Sunday, April 20, 2014

CCI 20.1 Brings Edits That Apply to New Endoscopic and ERCP Codes



The latest version of CCI Edits ( CCI 20.1) that went into effect on April 1, 2014 brought in its own edits that apply to new CPT codes for gastroenterology – Endoscopic and ERCP codes. These CCI edits let you know which of these codes you can or cannot report together.

There are 4,322 new edit pairs bringing the total active list to 1,314,537 active pairs. Almost 80 percent of the new edit pairs were defined by the policy statement “CPT® Manual or CMS manual coding instructions.”

Reporting Guide Wire Insertions Separately? Don’t Make this Error

There are distinct codes for guide wire insertion over which your clinician will pass a dilator. But don’t report the guide wire insertions separately. The latest CCI edits have made this clear by bundling these codes with the modifier indicator ‘0’. As such, do not report 43226 with dilation codes – 43213, 43214, 43233.

Watch out: The latest version of  CCI Edits cci editsdo not allow you to report the code for guide wire insertion during an EGD (43248) with 43233.

Be Careful When Reporting Same Session ERCP Procedures

If you are planning on reporting ERCP procedures such as stent placements or removals together, you will have to check for bundling between these procedural codes.
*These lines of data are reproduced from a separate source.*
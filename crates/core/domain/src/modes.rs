use serde::{Deserialize, Serialize};

/// 照明模式。
#[derive(Debug, Clone, Copy, PartialEq, Eq, Hash, Serialize, Deserialize)]
#[serde(rename_all = "lowercase")]
pub enum LightingMode {
    Work,
    Relax,
    Night,
}

impl LightingMode {
    /// 无角色空间的基线亮度（MVP 规则）。
    pub fn baseline_brightness(&self) -> f64 {
        match self {
            LightingMode::Work => 100.0,
            LightingMode::Relax => 50.0,
            LightingMode::Night => 20.0,
        }
    }
}

/// 温控模式。
#[derive(Debug, Clone, Copy, PartialEq, Eq, Hash, Serialize, Deserialize)]
#[serde(rename_all = "lowercase")]
pub enum ClimateMode {
    Auto,
    Heat,
    Cool,
    Off,
}

/// 窗帘模式。
#[derive(Debug, Clone, Copy, PartialEq, Eq, Hash, Serialize, Deserialize)]
#[serde(rename_all = "lowercase")]
pub enum CoversMode {
    Open,
    Closed,
    Privacy,
}

impl CoversMode {
    /// 无角色空间的基线位置（MVP 规则）。
    pub fn baseline_position(&self) -> f64 {
        match self {
            CoversMode::Open => 100.0,
            CoversMode::Closed => 0.0,
            CoversMode::Privacy => 30.0,
        }
    }
}

/// 媒体模式。
#[derive(Debug, Clone, Copy, PartialEq, Eq, Hash, Serialize, Deserialize)]
#[serde(rename_all = "lowercase")]
pub enum MediaMode {
    Party,
    Background,
    Quiet,
}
The April 2014 CCI edits saw several edits to these procedures; therefore it is better to check if codes are bundled before reporting them for the  same session on the same calendar DOS (date of service).

You’ll have difficulty if you are reporting stent placements with removal of foreign body or stent code, according to the latest CCI 20.1.  Likewise, you will face bundling issues when reporting CPT code for exchange of a stent with 43274 or with 43275. 
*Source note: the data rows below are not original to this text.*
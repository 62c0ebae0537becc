mod config;
mod discovery;

use std::path::{Path, PathBuf};
use std::process;

use anyhow::Result;
use clap::{Parser, Subcommand};
use tracing_subscriber::EnvFilter;

use revive_core::{analyze_project, ImportLexer, NoImports};
use revive_ecmascript::TreeSitterImportLexer;
use revive_report::{json, text};

use config::{Config, OutputFormat, CONFIG_FILE_NAME};

#[derive(Parser)]
#[command(name = "revive")]
#[command(about = "Diagnose why a project stalled and how to bring it back")]
#[command(version)]
struct Cli {
    #[command(subcommand)]
    command: Commands,
}

#[derive(Subcommand)]
enum Commands {
    /// Analyze a project directory and print the diagnosis
    Analyze {
        /// Path to the project root
        path: PathBuf,
        /// Config file path (defaults to .revive.toml in project root or an ancestor)
        #[arg(short, long)]
        config: Option<PathBuf>,
        /// Output format (overrides the config file)
        #[arg(short, long, value_enum)]
        format: Option<OutputFormat>,
        /// Emit single-line JSON
        #[arg(long)]
        compact: bool,
    },
    /// Create a default .revive.toml configuration file
    Init {
        /// Overwrite existing config
        #[arg(long)]
        force: bool,
    },
}

fn main() {
    tracing_subscriber::fmt()
        .with_env_filter(
            EnvFilter::try_from_default_env().unwrap_or_else(|_| EnvFilter::new("warn")),
        )
        .with_writer(std::io::stderr)
        .init();

    let cli = Cli::parse();

    let result = match cli.command {
        Commands::Analyze {
            path,
            config,
            format,
            compact,
        } => cmd_analyze(&path, config.as_deref(), format, compact),
        Commands::Init { force } => cmd_init(force),
    };

    if let Err(e) = result {
        eprintln!("Error: {e:#}");
        process::exit(2);
    }
}

fn cmd_analyze(
    path: &Path,
    config_path: Option<&Path>,
    format: Option<OutputFormat>,
    compact: bool,
) -> Result<()> {
    let config = load_config(path, config_path)?;
    let files = discovery::collect_files(path, &config.discovery)?;
    let lexer = import_lexer();
    let result = analyze_project(&files, lexer.as_ref());

    let report = match format.unwrap_or(config.output.format) {
        OutputFormat::Text => text::format_report(&result),
        OutputFormat::Json => format!("{}\n", json::format_report(&result, compact)),
    };
    print!("{report}");
    Ok(())
}

fn cmd_init(force: bool) -> Result<()> {
    let target = PathBuf::from(CONFIG_FILE_NAME);
    if target.exists() && !force {
        anyhow::bail!("{CONFIG_FILE_NAME} already exists. Use --force to overwrite.");
    }
    std::fs::write(&target, Config::default_toml())?;
    println!("Created {CONFIG_FILE_NAME} with default configuration.");
    Ok(())
}

fn load_config(project_path: &Path, config_path: Option<&Path>) -> Result<Config> {
    match config_path {
        Some(p) => Config::load(p),
        None => Ok(Config::load_or_default(project_path)),
    }
}

/// The tree-sitter lexer, or a lexer that finds nothing if its grammar fails to load.
fn import_lexer() -> Box<dyn ImportLexer> {
    match TreeSitterImportLexer::new() {
        Ok(lexer) => Box::new(lexer),
        Err(e) => {
            tracing::warn!("import lexer unavailable, imports will not be counted: {e:#}");
            Box::new(NoImports)
        }
    }
}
The modifier indicator for these codes is “1”. This means that you can undo the code bundling by using an applicable modifier on the column 2 code in the edits. However, only when your clinician performs these procedures in two different sites should you unbundle the codes. You should give relevant document that supports your claims to inform the payer these procedures were carried out in two sites.

Tip: To know which codes are can be bundled together, which cannot, and which allow a modifier, it’s always helpful to refer to an online CCI Edits Checker.

Transmural Injections to Celiac Plexus – Here’s What You Should Know

There are distinct CPT codes for injections of anesthetic agents or destructive neurolytic agents into the celiac plexus. However you are not allowed to report these codes when your clinician carries out these procedures during an EGD.  If that’s the case, go for 43253 in place of 64530 or 64680.  The latest CCI bundles 43253 with the codes - 64530/ 64680 – with modifier indicator “0”. This lets you know that these codes cannot be reported together under any situation.